Primeiro longa-metragem original do NetflixBeasts of No Nation (2015) já fez a sua estreia com polêmica. Disponibilizado pela empresa em serviço de streaming e em alguns cinemas dos Estados Unidos e Reino Unido, a obra foi recebida com boicote por algumas das principais distribuidoras do mundo (Cinemark, AMC, Regal e Carmike), que alegaram que este modelo prejudica a venda de ingressos. Se, todavia, os próximos filmes o Netflix tiverem a mesma qualidade de Beasts of No Nation, as grandes distribuidoras vão ter que dar o braço a torcer ou engolir seco um baita concorrente.

Escrito e dirigido por Cary Joji Fukunaga, o longa é baseado na obra do escritor Uzodinma Iweala e acompanha o desenrolar de uma guerra civil em algum país da costa oeste africana. A trama destaca inicialmente o garoto Agu (Abraham Attah em uma interpretação estonteante) e sua família, que vivem em uma área protegida pelo Exército, impedindo o avanço dos paramilitares na região. Flashes da infância de Agu nos são mostrados e já algumas dificuldades aparecem posto que ele sua família estão vivendo em uma região de guerra. O formato de narração em off deixa claro ao espectador quem irá guiar os pensamentos e o olhar do filme, o que nos deixa preparados para algumas escolhas feitas pelo diretor.

Chama a atenção a forma de passar o tempo que os “refugiados em seu próprio país” encontram para se divertir. Crianças criativas (a sequência da “TV da imaginação” é encantadora!) e uma família de convivência saudável, mas não sem problemas, nos são apresentados e o roteiro evita a todo custo fazer uma caracterização estereotipada da cultura africana ou revisitar ou as marcações de ‘selvageria’, ‘atraso’ ou ‘exercício exótico’ da religião e dos costumes locais. Nós vemos um país em guerra e crianças, adolescentes, jovens e adultos tentando sobreviver. E isso é tudo.

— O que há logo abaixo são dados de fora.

//! Honeycomb-Sitemap: sitemap generator for the honeycomb collections API
//!
//! This crate crawls the collections API, filters collections against
//! robots.txt, and writes one urlset sitemap per collection plus a sitemap
//! index. A second pipeline concatenates fragment files into one sitemap.

pub mod config;
pub mod honeycomb;
pub mod output;
pub mod pipeline;
pub mod robots;
pub mod sitemap;

use std::path::PathBuf;
use thiserror::Error;

/// Main error type for Honeycomb-Sitemap operations
#[derive(Debug, Error)]
pub enum SitemapError {
    #[error("Configuration error: {0}")]
    Config(#[from] ConfigError),

    #[error("HTTP error for {url}: {source}")]
    Fetch { url: String, source: reqwest::Error },

    #[error("Unexpected status {status} for {url}")]
    Status { url: String, status: u16 },

    #[error("Malformed JSON from {url}: {source}")]
    Parse {
        url: String,
        source: serde_json::Error,
    },

    #[error("Robots.txt unavailable at {url}: {reason}")]
    RobotsUnavailable { url: String, reason: String },

    #[error("IO error on {}: {source}", path.display())]
    Io {
        path: PathBuf,
        source: std::io::Error,
    },

    #[error("HTTP client error: {0}")]
    Client(#[from] reqwest::Error),

    #[error("Task failed: {0}")]
    Join(#[from] tokio::task::JoinError),
}

impl SitemapError {
    /// Wraps an I/O error with the path it happened on
    pub fn io(path: impl Into<PathBuf>, source: std::io::Error) -> Self {
        Self::Io {
            path: path.into(),
            source,
        }
    }
}

/// Configuration-specific errors
#[derive(Debug, Error)]
pub enum ConfigError {
    #[error("Failed to read config file: {0}")]
    Io(#[from] std::io::Error),

    #[error("Failed to parse TOML: {0}")]
    Parse(#[from] toml::de::Error),

    #[error("Validation error: {0}")]
    Validation(String),

    #[error("Invalid URL in config: {0}")]
    InvalidUrl(String),
}

/// Result type alias for Honeycomb-Sitemap operations
pub type Result<T> = std::result::Result<T, SitemapError>;

/// Result type alias for configuration operations
pub type ConfigResult<T> = std::result::Result<T, ConfigError>;

// Re-export commonly used types
pub use config::Config;
pub use output::RunSummary;
pub use sitemap::{ChangeFrequency, SitemapEntry};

O ponto de ruptura vem quando a vila é invadida e a família é forçada a se separar. O texto elenca a tragédia de forma a nos fazer entender futuras motivações para a luta e a vontade de vingança, não só para Agu mas para as outras crianças do Exército criado e guiado pelo Comandante vivido por Idris Elba. Já aí temos um outro momento do filme, onde os personagens são engolidos pela natureza e, com fortes contrastes fotográficos, pela extrema violência que eles mesmos protagonizam. A relação entre espaço geográfico (as locações em Gana são excelentes e muito bem aproveitadas) e a história narrada se alterna entre contraste, simbolismo e complemento estético-narrativo, basta observarmos o teor mais ou menos místico que essa natureza tem no início (me lembrou um pouco a mesma relação entre homem-e-natureza vistos no longa O Último Voo do Flamingo ou mesmo nos livros do moçambicano Mia Couto, Antes de Nascer o Mundo e A Confissão da Leoa) e, mais adiante, a forma como ela é “dessacralizada” e “maculada” pelo treinamento de crianças para a guerra, ou pela própria guerra, uma abordagem que sempre se mostra interessante dentro da cultura africana, vide o mesmo modelo do cineasta senegalês Ousmane Sembène em seu excelente Emitaï (1971). As fortes exposições de luz, tons claros e montagem um pouco mais lenta marcam essa segunda parte de Beasts of No Nation, que é uma preparação para as batalhas que virão a seguir.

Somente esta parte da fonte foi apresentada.